About ten hours into my Starfield playthrough, I started collecting ‘Earth books’ for fun. I thought it would be a fun personality quirk; my celestial cowboy scuttling across systems looking for long-lost literary links to the past. Forget precious ores and mysterious celestial relics, I wanted art, and Starfield’s cluttered landscapes allowed me to cram my cargo hold full of whatever junk I desired. For as long as I can remember, I (and many others) have been sprinting around in Bethesda’s vast, open worlds, hoovering up every form of trinket and treasure we can find. Often it’s something useful, like a rare or valuable resource. For the most part, it’s just junk – it’s worthless, you can’t consume it or craft with it, whether it’s books, weird ornaments or far more potatoes than you could ever need.

Why is it all there? How is it made? And perhaps most importantly – why has Bethesda stuck to its guns on filling its RPGs with endless items, and why are we so compelled to collect them?

To answer these burning queries, I sought out the best possible representatives for Bethesda’s art of clutter. John Valenti, Lead Set Dressing Artist and Robert Wisnewski, Lead Props Artist, have worked together to create thousands of assets for Bethesda’s roster of mammoth titles, from The Elder Scrolls IV: Oblivion right up to Starfield. If anyone can explain how this stuff works, it’s them.

How Starfield’s Items Are Manufactured

So, where do they start? Wisnewski laughs and says while this question might sound simple, it really isn’t. The short answer is, Bethesda began with a huge list of items that Starfield absolutely needed, but by the end of development, that list was about 20 times bigger than their original estimate. One of the main things that guides this ever-growing list of objects is lore created by the wider team.

“We try and learn about the people that inhabit these cities, settlements, and outposts, including factions,” Valenti explains. “What are they like? How do people live and what items would they need to survive? What types of jobs would people have out in the settled systems? What items would they need to use to complete their tasks?”

The research gets even more granular; the team starts to consider the personalities of the individual NPCs that inhabit a particular space, be it a politician, an outlaw, or a miner. What objects would a worker have on their desk? What tools would a medical professional have? What personal items would they keep? All of these small questions contribute to the larger picture of these environments, that are all deeply personal to the characters that live within them.

Managing Thousands of Objects

With thousands of different little items to contend with, a management system is needed. This is where ‘clutter sets’ come in – groups of objects that are organised in some way, be it individual assets that can be used to form other objects – kind of like game dev Lego – or, for smaller items, bits that are pooled together by a theme. Wisnewski tells us that it’s not viable to make unique clutter for every single space in a game as expansive as Starfield, so objects are created with multiple uses in mind.

Setting The Scene

All of Starfield’s environments are populated by hand. There’s a system that can randomly generate important gameplay loot, such as ammo, healing items, and thematic objects for quest rewards, but anything considered ‘non-essential’ – every mug, every coffee stain, every scuff mark on the floor – is placed with intent, and with a personal touch.

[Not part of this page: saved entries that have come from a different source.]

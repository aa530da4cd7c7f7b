// Copyright 2025 the muxssh developers
//
// Licensed under the Apache License, Version 2.0 (the "License");
// you may not use this file except in compliance with the License.
// You may obtain a copy of the License at
//
//     http://www.apache.org/licenses/LICENSE-2.0
//
// Unless required by applicable law or agreed to in writing, software
// distributed under the License is distributed on an "AS IS" BASIS,
// WITHOUT WARRANTIES OR CONDITIONS OF ANY KIND, either express or implied.
// See the License for the specific language governing permissions and
// limitations under the License.

use anyhow::{Context, Result};
use std::fmt;
use std::path::PathBuf;

use crate::config::HostConfig;

/// Identity of one remote endpoint plus the connection options every
/// operation against it shares.
///
/// Immutable once built; operations clone it freely.
#[derive(Debug, Clone)]
pub struct Node {
    pub host: String,
    pub port: u16,
    pub username: Option<String>,
    /// Private key passed as `-i`; agent/default-key auth when absent.
    pub key_file: Option<PathBuf>,
    /// Relay the password from the environment via `sshpass -e` instead of
    /// key or agent auth. Mutually exclusive with batch mode.
    pub sshpass: bool,
    /// Disable strict host key checking (`UserKnownHostsFile=/dev/null`).
    pub no_host_key_check: bool,
    /// Force TTY allocation (`-t`) for every command.
    pub tty: bool,
    /// `ConnectTimeout` in seconds.
    pub connect_timeout: Option<u64>,
}

impl Node {
    pub fn new(host: String, port: u16) -> Self {
        Self {
            host,
            port,
            username: None,
            key_file: None,
            sshpass: false,
            no_host_key_check: false,
            tty: false,
            connect_timeout: None,
        }
    }

    /// Parse `host`, `host:port`, `user@host` or `user@host:port`.
    pub fn parse(node_str: &str) -> Result<Self> {
        let (user_part, host_part) = if let Some(at_pos) = node_str.find('@') {
            (Some(&node_str[..at_pos]), &node_str[at_pos + 1..])
        } else {
            (None, node_str)
        };

        let (host, port) = if let Some(colon_pos) = host_part.rfind(':') {
            let host = &host_part[..colon_pos];
            let port_str = &host_part[colon_pos + 1..];
            let port = port_str.parse::<u16>().context("Invalid port number")?;
            (host, port)
        } else {
            (host_part, 22)
        };

        let mut node = Self::new(host.to_string(), port);
        node.username = user_part.map(String::from);
        Ok(node)
    }

    /// Build a node from a `hosts:` entry in the configuration file.
    pub fn from_config(alias: &str, config: &HostConfig) -> Self {
        Self {
            host: alias.to_string(),
            port: config.port.unwrap_or(22),
            username: config.username.clone(),
            key_file: config.key_file.clone(),
            sshpass: config.sshpass,
            no_host_key_check: config.no_host_key_check,
            tty: config.tty,
            connect_timeout: config.connect_timeout,
        }
    }

    /// The destination argument handed to ssh/scp: `user@host` or the bare
    /// host alias, leaving resolution to `~/.ssh/config`.
    pub fn target_ref(&self) -> String {
        match &self.username {
            Some(user) => format!("{user}@{}", self.host),
            None => self.host.clone(),
        }
    }

    pub fn address(&self) -> String {
        format!("{}:{}", self.host, self.port)
    }
}

impl fmt::Display for Node {
    fn fmt(&self, f: &mut fmt::Formatter<'_>) -> fmt::Result {
        match &self.username {
            Some(user) => write!(f, "{}@{}:{}", user, self.host, self.port),
            None => write!(f, "{}:{}", self.host, self.port),
        }
    }
}

#[cfg(test)]
mod tests {
    use super::*;

    #[test]
    fn test_parse_host_only() {
        let node = Node::parse("cluster-login").unwrap();
        assert_eq!(node.host, "cluster-login");
        assert_eq!(node.port, 22);
        assert_eq!(node.username, None);
    }

    #[test]
    fn test_parse_host_with_port() {
        let node = Node::parse("cluster-login:2222").unwrap();
        assert_eq!(node.host, "cluster-login");
        assert_eq!(node.port, 2222);
    }

    #[test]
    fn test_parse_user_and_host() {
        let node = Node::parse("fitter@cluster-login").unwrap();
        assert_eq!(node.username.as_deref(), Some("fitter"));
        assert_eq!(node.host, "cluster-login");
        assert_eq!(node.port, 22);
    }

    #[test]
    fn test_parse_full_format() {
        let node = Node::parse("fitter@cluster-login:2222").unwrap();
        assert_eq!(node.username.as_deref(), Some("fitter"));
        assert_eq!(node.host, "cluster-login");
        assert_eq!(node.port, 2222);
    }

    #[test]
    fn test_parse_invalid_port() {
        assert!(Node::parse("cluster-login:notaport").is_err());
    }

    #[test]
    fn test_target_ref() {
        let node = Node::parse("cluster-login").unwrap();
        assert_eq!(node.target_ref(), "cluster-login");

        let node = Node::parse("fitter@cluster-login").unwrap();
        assert_eq!(node.target_ref(), "fitter@cluster-login");
    }

    #[test]
    fn test_from_config_defaults() {
        let config = HostConfig::default();
        let node = Node::from_config("cluster-login", &config);
        assert_eq!(node.host, "cluster-login");
        assert_eq!(node.port, 22);
        assert!(!node.sshpass);
        assert!(!node.tty);
    }
}
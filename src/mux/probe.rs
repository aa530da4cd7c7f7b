// Copyright 2025 the muxssh developers
//
// Licensed under the Apache License, Version 2.0 (the "License");
// you may not use this file except in compliance with the License.
// You may obtain a copy of the License at
//
//     http://www.apache.org/licenses/LICENSE-2.0
//
// Unless required by applicable law or agreed to in writing, software
// distributed under the License is distributed on an "AS IS" BASIS,
// WITHOUT WARRANTIES OR CONDITIONS OF ANY KIND, either express or implied.
// See the License for the specific language governing permissions and
// limitations under the License.

//! Open-channel probing for master sockets.
//!
//! Channels open and close outside this process (other pipeline workers use
//! the same sockets), so the count is never cached: every selection decision
//! probes again.

use async_trait::async_trait;
use tokio::process::Command;

use super::socket::MasterSocket;
use crate::error::{Error, Result};

/// Reports how many channels are currently multiplexed on a control socket.
///
/// The production implementation shells out to `lsof`; tests substitute
/// fixed-load fakes. Keeping this behind a trait also leaves room for a
/// native `/proc`-based probe without touching pool or executor code.
#[async_trait]
pub trait ChannelProber: Send + Sync {
    async fn open_channels(&self, socket: &MasterSocket) -> Result<u32>;
}

/// Probe via `lsof -U`: list unix domain sockets and count the lines that
/// reference the control socket path.
#[derive(Debug, Default, Clone, Copy)]
pub struct LsofProber;

#[async_trait]
impl ChannelProber for LsofProber {
    async fn open_channels(&self, socket: &MasterSocket) -> Result<u32> {
        let output = Command::new("lsof")
            .arg("-U")
            .output()
            .await
            .map_err(|e| Error::Probe {
                socket: socket.path.clone(),
                reason: format!("failed to run lsof: {e}"),
            })?;

        // lsof exits non-zero when it has nothing to report; only a failure
        // with no output at all means the probe itself broke.
        if !output.status.success() && output.stdout.is_empty() {
            return Err(Error::Probe {
                socket: socket.path.clone(),
                reason: format!(
                    "lsof exited with {}: {}",
                    output.status,
                    String::from_utf8_lossy(&output.stderr).trim()
                ),
            });
        }

        let listing = String::from_utf8_lossy(&output.stdout);
        Ok(count_channel_lines(&listing, &socket.probe_needle()))
    }
}

/// Count listing lines that reference the socket. Split out from the
/// subprocess call so the parsing is testable without lsof.
pub(crate) fn count_channel_lines(listing: &str, needle: &str) -> u32 {
    listing.lines().filter(|line| line.contains(needle)).count() as u32
}
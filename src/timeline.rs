//! Widget timeline generation.
//!
//! The host asks for a batch of future entries plus the instant after which
//! it should ask again. Each entry independently picks a random track from
//! the configured source list, falling back to the other list.

mod entry;
mod provider;

pub use entry::{DisplayEntry, Timeline};
pub use provider::{EvaluationContext, TimelineProvider};
use chrono::{DateTime, Utc};
use serde::Serialize;
use url::Url;

use crate::config::DeepLinkSettings;
use crate::deep_link::widget_url;
use crate::library::{SourceList, Track};

/// One display state handed to the rendering host.
#[derive(Debug, Clone, PartialEq, Eq, Serialize)]
pub struct DisplayEntry {
    pub date: DateTime<Utc>,
    pub source: SourceList,
    /// `None` renders the "open the app to prepare songs" state.
    pub track: Option<Track>,
}

impl DisplayEntry {
    /// URL opened when the widget showing this entry is tapped.
    pub fn deep_link(&self, settings: &DeepLinkSettings) -> Result<Url, url::ParseError> {
        widget_url(settings, self.track.as_ref())
    }
}

/// A batch of entries and the instant the host should refresh after.
#[derive(Debug, Clone, Serialize)]
pub struct Timeline {
    pub entries: Vec<DisplayEntry>,
    pub refresh_at: DateTime<Utc>,
}
mod runtime;

fn main() -> Result<(), Box<dyn std::error::Error>> {
    // Diagnostics go to stderr; stdout carries the JSON output.
    tracing_subscriber::fmt()
        .with_writer(std::io::stderr)
        .with_env_filter(
            tracing_subscriber::EnvFilter::try_from_default_env()
                .unwrap_or_else(|_| tracing_subscriber::EnvFilter::new("info")),
        )
        .init();

    runtime::run()
}
//! Deep links exchanged between the extensions and the main app.
//!
//! The song widget opens `m2://widget/play?trackID=<id>`; the sleep-timer
//! live activity opens `m2://sleep-timer`.

use url::Url;

use crate::config::DeepLinkSettings;
use crate::library::Track;

/// A deep link the main app knows how to handle.
#[derive(Debug, Clone, PartialEq, Eq)]
pub enum DeepLink {
    /// Start playback, of `track_id` when given, otherwise of anything.
    PlayTrack { track_id: Option<String> },
    /// Show the sleep timer.
    SleepTimer,
}

impl DeepLink {
    /// Classify `url`; `None` when it is not one of our links.
    pub fn parse(settings: &DeepLinkSettings, url: &Url) -> Option<Self> {
        if !url.scheme().eq_ignore_ascii_case(&settings.scheme) {
            return None;
        }
        let host = url.host_str()?;

        if host.eq_ignore_ascii_case(&settings.sleep_timer_host) {
            return Some(Self::SleepTimer);
        }

        if host.eq_ignore_ascii_case(&settings.widget_host)
            && url.path().trim_end_matches('/') == settings.play_path.trim_end_matches('/')
        {
            let track_id = url
                .query_pairs()
                .find(|(name, _)| name == settings.track_id_query.as_str())
                .map(|(_, value)| value.trim().to_string())
                .filter(|id| !id.is_empty());
            return Some(Self::PlayTrack { track_id });
        }

        None
    }

    pub fn to_url(&self, settings: &DeepLinkSettings) -> Result<Url, url::ParseError> {
        match self {
            Self::PlayTrack { track_id } => play_url(settings, track_id.as_deref()),
            Self::SleepTimer => sleep_timer_url(settings),
        }
    }
}

/// Link for a widget showing `track`; carries the id only when there is one.
pub fn widget_url(
    settings: &DeepLinkSettings,
    track: Option<&Track>,
) -> Result<Url, url::ParseError> {
    play_url(settings, track.map(|t| t.id.as_str()))
}

/// Link attached to the sleep-timer countdown.
pub fn sleep_timer_url(settings: &DeepLinkSettings) -> Result<Url, url::ParseError> {
    Url::parse(&format!("{}://{}", settings.scheme, settings.sleep_timer_host))
}

fn play_url(settings: &DeepLinkSettings, track_id: Option<&str>) -> Result<Url, url::ParseError> {
    let mut url = Url::parse(&format!("{}://{}", settings.scheme, settings.widget_host))?;
    url.set_path(&settings.play_path);

    if let Some(id) = track_id.filter(|id| !id.is_empty()) {
        url.query_pairs_mut().append_pair(&settings.track_id_query, id);
    }
    Ok(url)
}
//! Configuration loader and schema types.
//!
//! Settings describe where the shared app-group state lives, how the widget
//! timeline is shaped and which deep links the extensions emit.

mod load;
mod schema;

pub use load::{default_config_path, resolve_config_path};
pub use schema::*;
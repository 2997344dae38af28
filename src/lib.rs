//! Portable core of the M2 song widget and sleep-timer live activity.
//!
//! The main app publishes two track lists into a shared app-group store and
//! reports sleep-timer progress; this crate decodes those lists into widget
//! timelines and mirrors the timer onto a single live countdown.

pub mod activity;
pub mod config;
pub mod deep_link;
pub mod error;
pub mod library;
pub mod timeline;

pub use activity::{
    ActivityAttributes, ActivityContent, ActivityId, ActivityPhase, CountdownCapability,
    SleepTimerSync,
};
pub use config::Settings;
pub use deep_link::DeepLink;
pub use error::{CountdownError, StoreError};
pub use library::{JsonFileStore, MemoryStore, SharedStore, SourceList, Track, TrackReader};
pub use timeline::{DisplayEntry, EvaluationContext, Timeline, TimelineProvider};
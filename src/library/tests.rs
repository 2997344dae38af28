use super::*;
use crate::config::SharedSettings;
use serde_json::json;
use std::path::{Path, PathBuf};

fn settings_with_container(dir: &Path) -> SharedSettings {
    SharedSettings {
        container_dir: Some(dir.to_path_buf()),
        ..SharedSettings::default()
    }
}

#[test]
fn decode_trims_fields_and_resolves_artwork_file() {
    let root = PathBuf::from("/group/m2_widget_artwork_v1");
    let raw = json!({
        "id": "  42 ",
        "title": " Song ",
        "artist": "\tArtist\n",
        "artworkFileName": " cover.jpg ",
        "artworkThumb": " aGVsbG8= ",
    });

    let track = decode_record(&raw, Some(root.as_path())).into_track().unwrap();
    assert_eq!(track.id, "42");
    assert_eq!(track.title, "Song");
    assert_eq!(track.artist, "Artist");
    assert_eq!(track.artwork_path, Some(root.join("cover.jpg")));
    assert_eq!(track.artwork_thumb.as_deref(), Some("aGVsbG8="));
}

#[test]
fn decode_drops_missing_or_blank_ids() {
    assert_eq!(
        decode_record(&json!({"title": "x"}), None),
        RecordOutcome::Skip(SkipReason::MissingId)
    );
    assert_eq!(
        decode_record(&json!({"id": 7}), None),
        RecordOutcome::Skip(SkipReason::MissingId)
    );
    assert_eq!(
        decode_record(&json!({"id": "   "}), None),
        RecordOutcome::Skip(SkipReason::BlankId)
    );
    assert_eq!(
        decode_record(&json!("not a record"), None),
        RecordOutcome::Skip(SkipReason::NotARecord)
    );
}

#[test]
fn decode_substitutes_placeholders_for_blank_title_and_artist() {
    let track = decode_record(&json!({"id": "a", "title": "  ", "artist": 3}), None)
        .into_track()
        .unwrap();
    assert_eq!(track.title, UNKNOWN_TITLE);
    assert_eq!(track.artist, UNKNOWN_ARTIST);

    let track = decode_record(&json!({"id": "b"}), None).into_track().unwrap();
    assert_eq!(track.title, "Unknown Song");
    assert_eq!(track.artist, "Unknown Artist");
}

#[test]
fn decode_without_container_has_no_artwork_path() {
    let track = decode_record(&json!({"id": "a", "artworkFileName": "cover.jpg"}), None)
        .into_track()
        .unwrap();
    assert!(track.artwork_path.is_none());

    let track = decode_record(
        &json!({"id": "a", "artworkFileName": "  "}),
        Some(Path::new("/group")),
    )
    .into_track()
    .unwrap();
    assert!(track.artwork_path.is_none());
}

#[test]
fn reader_skips_bad_records_without_affecting_siblings() {
    let store = MemoryStore::new();
    let settings = SharedSettings::default();
    store.insert(
        settings.lovely_key.clone(),
        json!([
            {"id": "one", "title": "First"},
            {"id": ""},
            {"title": "no id"},
            42,
            {"id": " two ", "artist": "Someone"},
        ]),
    );

    let reader = TrackReader::new(&store, &settings);
    let tracks = reader.load(SourceList::Lovely);
    let ids: Vec<&str> = tracks.iter().map(|t| t.id.as_str()).collect();
    assert_eq!(ids, vec!["one", "two"]);
    assert_eq!(tracks[1].artist, "Someone");
    assert!(reader.load(SourceList::Random).is_empty());
}

#[test]
fn reader_treats_non_list_values_as_empty() {
    let store = MemoryStore::new();
    let settings = SharedSettings::default();
    store.insert(settings.random_key.clone(), json!({"id": "x"}));

    let reader = TrackReader::new(&store, &settings);
    assert!(reader.load(SourceList::Random).is_empty());
}

#[test]
fn file_store_reads_latest_replacement() {
    let dir = tempfile::tempdir().unwrap();
    let settings = settings_with_container(dir.path());
    let store = JsonFileStore::from_settings(&settings);

    store
        .replace(&settings.lovely_key, json!([{"id": "old"}]))
        .unwrap();
    store
        .replace(&settings.random_key, json!([{"id": "r"}]))
        .unwrap();
    store
        .replace(
            &settings.lovely_key,
            json!([{"id": "new", "artworkFileName": "new.png"}]),
        )
        .unwrap();

    let reader = TrackReader::new(store, &settings);
    let lovely = reader.load(SourceList::Lovely);
    assert_eq!(lovely.len(), 1);
    assert_eq!(lovely[0].id, "new");
    assert_eq!(
        lovely[0].artwork_path,
        Some(dir.path().join("m2_widget_artwork_v1").join("new.png"))
    );
    assert_eq!(reader.load(SourceList::Random)[0].id, "r");
}

#[test]
fn file_store_without_container_reads_empty() {
    let settings = SharedSettings::default();
    let store = JsonFileStore::from_settings(&settings);
    assert!(store.path().is_none());
    assert!(store.value(&settings.lovely_key).unwrap().is_none());
    assert!(matches!(
        store.replace(&settings.lovely_key, json!([])),
        Err(crate::error::StoreError::NoContainer)
    ));

    let reader = TrackReader::new(store, &settings);
    assert!(reader.load(SourceList::Lovely).is_empty());
}

#[test]
fn file_store_corrupt_file_reads_empty() {
    let dir = tempfile::tempdir().unwrap();
    let settings = settings_with_container(dir.path());
    std::fs::write(dir.path().join(&settings.preferences_file), b"{not json").unwrap();

    let store = JsonFileStore::from_settings(&settings);
    assert!(store.value(&settings.lovely_key).is_err());

    let reader = TrackReader::new(store, &settings);
    assert!(reader.load(SourceList::Lovely).is_empty());
}

#[test]
fn source_list_falls_back_to_the_other_list() {
    assert_eq!(SourceList::Lovely.other(), SourceList::Random);
    assert_eq!(SourceList::Random.other(), SourceList::Lovely);
    assert_eq!(SourceList::default(), SourceList::Lovely);
    assert_eq!(SourceList::Random.title(), "Random");
    assert_eq!(SourceList::Lovely.to_string(), "lovely");
}

#[test]
fn display_artist_hides_placeholder() {
    assert_eq!(Track::new("a", "t", "Someone").display_artist(), Some("Someone"));
    assert_eq!(Track::new("a", "t", "unknown artist").display_artist(), None);
    assert_eq!(Track::new("a", "t", "  ").display_artist(), None);
}

#[test]
fn artwork_prefers_file_and_falls_back_to_thumbnail() {
    let dir = tempfile::tempdir().unwrap();
    let cover = dir.path().join("cover.png");
    std::fs::write(&cover, b"png-bytes").unwrap();

    let mut track = Track::new("a", "t", "x");
    track.artwork_thumb = Some("aGVsbG8=".to_string());
    assert_eq!(track.artwork(), Some(Artwork::Thumbnail("aGVsbG8=")));
    assert_eq!(track.load_artwork(), Some(b"hello".to_vec()));

    track.artwork_path = Some(cover.clone());
    assert_eq!(track.artwork(), Some(Artwork::File(cover.as_path())));
    assert_eq!(track.load_artwork(), Some(b"png-bytes".to_vec()));

    // Missing file falls through to the thumbnail.
    track.artwork_path = Some(dir.path().join("gone.png"));
    assert_eq!(track.load_artwork(), Some(b"hello".to_vec()));

    track.artwork_thumb = Some("%%%".to_string());
    assert_eq!(track.load_artwork(), None);
}
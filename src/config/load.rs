use std::{env, path::PathBuf};

use super::schema::Settings;

/// Configuration loading helpers.
///
/// `Settings::load` reads an optional config file, then lets environment
/// variables (prefix `M2__`) override it, and falls back to struct defaults.
impl Settings {
    /// Load settings from environment and optional config file.
    pub fn load() -> Result<Self, ::config::ConfigError> {
        let config_path = resolve_config_path();

        let mut builder = ::config::Config::builder();

        if let Some(path) = &config_path {
            builder = builder.add_source(::config::File::from(path.as_path()).required(false));
        }

        builder = builder.add_source(
            ::config::Environment::with_prefix("M2")
                .separator("__")
                .try_parsing(true),
        );

        let cfg = builder.build()?;
        let settings: Settings = cfg.try_deserialize()?;
        Ok(settings)
    }

    /// Perform basic validation checks on loaded settings.
    pub fn validate(&self) -> Result<(), String> {
        if self.timeline.entry_count == 0 {
            return Err("timeline.entry_count must be >= 1".to_string());
        }
        if self.timeline.entry_interval_minutes == 0 {
            return Err("timeline.entry_interval_minutes must be >= 1".to_string());
        }
        if self.timeline.refresh_after_minutes == 0 {
            return Err("timeline.refresh_after_minutes must be >= 1".to_string());
        }
        if self.deep_link.scheme.trim().is_empty() {
            return Err("deep_link.scheme must not be empty".to_string());
        }
        if self.shared.lovely_key == self.shared.random_key {
            return Err("shared.lovely_key and shared.random_key must differ".to_string());
        }
        Ok(())
    }
}

/// Resolve the config path from `M2_CONFIG_PATH` or XDG defaults.
pub fn resolve_config_path() -> Option<PathBuf> {
    if let Some(p) = env::var_os("M2_CONFIG_PATH") {
        return Some(PathBuf::from(p));
    }
    default_config_path()
}

/// Compute the default config path under `$XDG_CONFIG_HOME/m2-widgets/config.toml`
/// or `~/.config/m2-widgets/config.toml` when `XDG_CONFIG_HOME` is not set.
pub fn default_config_path() -> Option<PathBuf> {
    let config_home = if let Some(xdg) = env::var_os("XDG_CONFIG_HOME") {
        Some(PathBuf::from(xdg))
    } else {
        env::var_os("HOME").map(|home| PathBuf::from(home).join(".config"))
    };

    config_home.map(|d| d.join("m2-widgets").join("config.toml"))
}
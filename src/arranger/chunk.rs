// Chunk framing - header and track chunks of a Standard MIDI File
// Every chunk is a 4-byte type tag followed by a 4-byte big-endian body length

use thiserror::Error;

/// Type tag of the file header chunk
pub const HEADER_MAGIC: [u8; 4] = *b"MThd";

/// Type tag of a track chunk
pub const TRACK_MAGIC: [u8; 4] = *b"MTrk";

/// Size of the type tag plus length field
pub const CHUNK_PREFIX_LEN: usize = 8;

/// Header chunk body is always format + track count + division
pub const HEADER_BODY_LEN: usize = 6;

/// Full header chunk size including its prefix
pub const HEADER_CHUNK_LEN: usize = CHUNK_PREFIX_LEN + HEADER_BODY_LEN;

#[derive(Debug, Clone, PartialEq, Eq, Error)]
pub enum ChunkError {
    #[error("Chunk prefix at byte {offset} is cut short")]
    TruncatedPrefix { offset: usize },

    #[error("Chunk at byte {offset} declares {declared} bytes but only {available} follow")]
    TruncatedBody {
        offset: usize,
        declared: usize,
        available: usize,
    },
}

/// A chunk located inside a byte buffer
#[derive(Debug, Clone, Copy, PartialEq, Eq)]
pub struct Chunk<'a> {
    /// Byte offset of the type tag
    pub offset: usize,

    /// Type tag (e.g., `MThd`, `MTrk`)
    pub kind: [u8; 4],

    /// Body bytes, exactly as long as the declared length
    pub body: &'a [u8],
}

impl Chunk<'_> {
    pub fn is_header(&self) -> bool {
        self.kind == HEADER_MAGIC
    }

    pub fn is_track(&self) -> bool {
        self.kind == TRACK_MAGIC
    }
}

/// Append a header chunk declaring metrical timing
pub fn write_header_chunk(buffer: &mut Vec<u8>, format: u16, track_count: u16, ticks_per_quarter: u16) {
    buffer.extend_from_slice(&HEADER_MAGIC);
    buffer.extend_from_slice(&(HEADER_BODY_LEN as u32).to_be_bytes());
    buffer.extend_from_slice(&format.to_be_bytes());
    buffer.extend_from_slice(&track_count.to_be_bytes());
    // Top bit clear selects ticks-per-quarter timing
    buffer.extend_from_slice(&(ticks_per_quarter & 0x7FFF).to_be_bytes());
}

/// Append a track chunk wrapping `payload`, with the length taken from the payload itself
pub fn write_track_chunk(buffer: &mut Vec<u8>, payload: &[u8]) {
    debug_assert!(payload.len() <= u32::MAX as usize);
    buffer.extend_from_slice(&TRACK_MAGIC);
    buffer.extend_from_slice(&(payload.len() as u32).to_be_bytes());
    buffer.extend_from_slice(payload);
}

/// Split a buffer into chunks, checking that every declared length fits
pub fn read_chunks(bytes: &[u8]) -> Result<Vec<Chunk<'_>>, ChunkError> {
    let mut chunks = Vec::new();
    let mut offset = 0;

    while offset < bytes.len() {
        let prefix = bytes
            .get(offset..offset + CHUNK_PREFIX_LEN)
            .ok_or(ChunkError::TruncatedPrefix { offset })?;

        let kind = [prefix[0], prefix[1], prefix[2], prefix[3]];
        let declared = u32::from_be_bytes([prefix[4], prefix[5], prefix[6], prefix[7]]) as usize;

        let body_start = offset + CHUNK_PREFIX_LEN;
        let available = bytes.len() - body_start;
        if declared > available {
            return Err(ChunkError::TruncatedBody {
                offset,
                declared,
                available,
            });
        }

        chunks.push(Chunk {
            offset,
            kind,
            body: &bytes[body_start..body_start + declared],
        });
        offset = body_start + declared;
    }

    Ok(chunks)
}
// Grid Quantization - Snaps beat positions to the grid and converts them to ticks
// All arithmetic after the first snap is done in integer grid units so that
// tick positions never drift between events

use super::grid::GridDivision;

/// Round a non-negative value half-up (0.5 goes to 1, not to even)
fn round_half_up(value: f64) -> f64 {
    (value + 0.5).floor()
}

/// Snap a beat position to the nearest grid point, rounding ties upwards
///
/// With the default sixteenth grid this is `round(beat * 4) / 4`.
pub fn quantize_beat(beat: f64, division: GridDivision) -> f64 {
    let subdivisions = division.subdivisions_per_beat() as f64;
    round_half_up(beat * subdivisions) / subdivisions
}

/// Convert a beat position to a whole number of grid units
///
/// Negative or non-finite input maps to zero; callers are expected to have
/// rejected those values already.
pub fn beat_to_grid_units(beat: f64, division: GridDivision) -> u64 {
    if !beat.is_finite() || beat <= 0.0 {
        return 0;
    }

    let units = round_half_up(beat * division.subdivisions_per_beat() as f64);
    // `as` saturates at u64::MAX for absurdly large beats
    units as u64
}

/// Convert grid units to ticks: `round(units / subdivisions * ticks_per_quarter)`
pub fn grid_units_to_ticks(units: u64, division: GridDivision, ticks_per_quarter: u16) -> u64 {
    let subdivisions = division.subdivisions_per_beat() as u64;
    units
        .saturating_mul(2 * ticks_per_quarter as u64)
        .saturating_add(subdivisions)
        / (2 * subdivisions)
}

/// Convert a beat position straight to ticks: `round(beat * ticks_per_quarter)`
pub fn beat_to_ticks(beat: f64, ticks_per_quarter: u16) -> u64 {
    if !beat.is_finite() || beat <= 0.0 {
        return 0;
    }
    round_half_up(beat * ticks_per_quarter as f64) as u64
}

“Set dressing is best when artists are doing the work and making the decisions about what should go where,” Wisnewski says. “We generally feel better when things are done that way. I feel there’s no better source material than what you see in the real world. I look at ceilings and lights. Some of the pipework and cables in the Zenimax building were inspiration for ceilings in Starfield. Stains on buildings. Construction sites. Airports. Recycling centers and landfills are a goldmine for ideas to me.”

Wisnewski adds that he often envisions himself in game locations before populating them, and the pair have even added easter eggs from their real lives to Starfield‘s environments. One example is a set of plushies arranged like the cover of The Ten Apples Up on Top by Dr Seuss, which Wisnewksi highlights as a nod to his children. This arrangement of objects appears randomly inside Starfield’s abandoned research towers.

Valenti adds that it’s his goal to use miscellaneous objects to create a scene that has meaning, but is also open-ended enough for the player to come up with their own conclusion based on their own unique perspective. This is where that earlier research of environments and who occupies them comes in. “I work with the designer to figure out who is inhabiting the location, run through the quest and get an idea of who they are, and [then] set dress and design that location based off their preferences and personalities,” Valenti explains.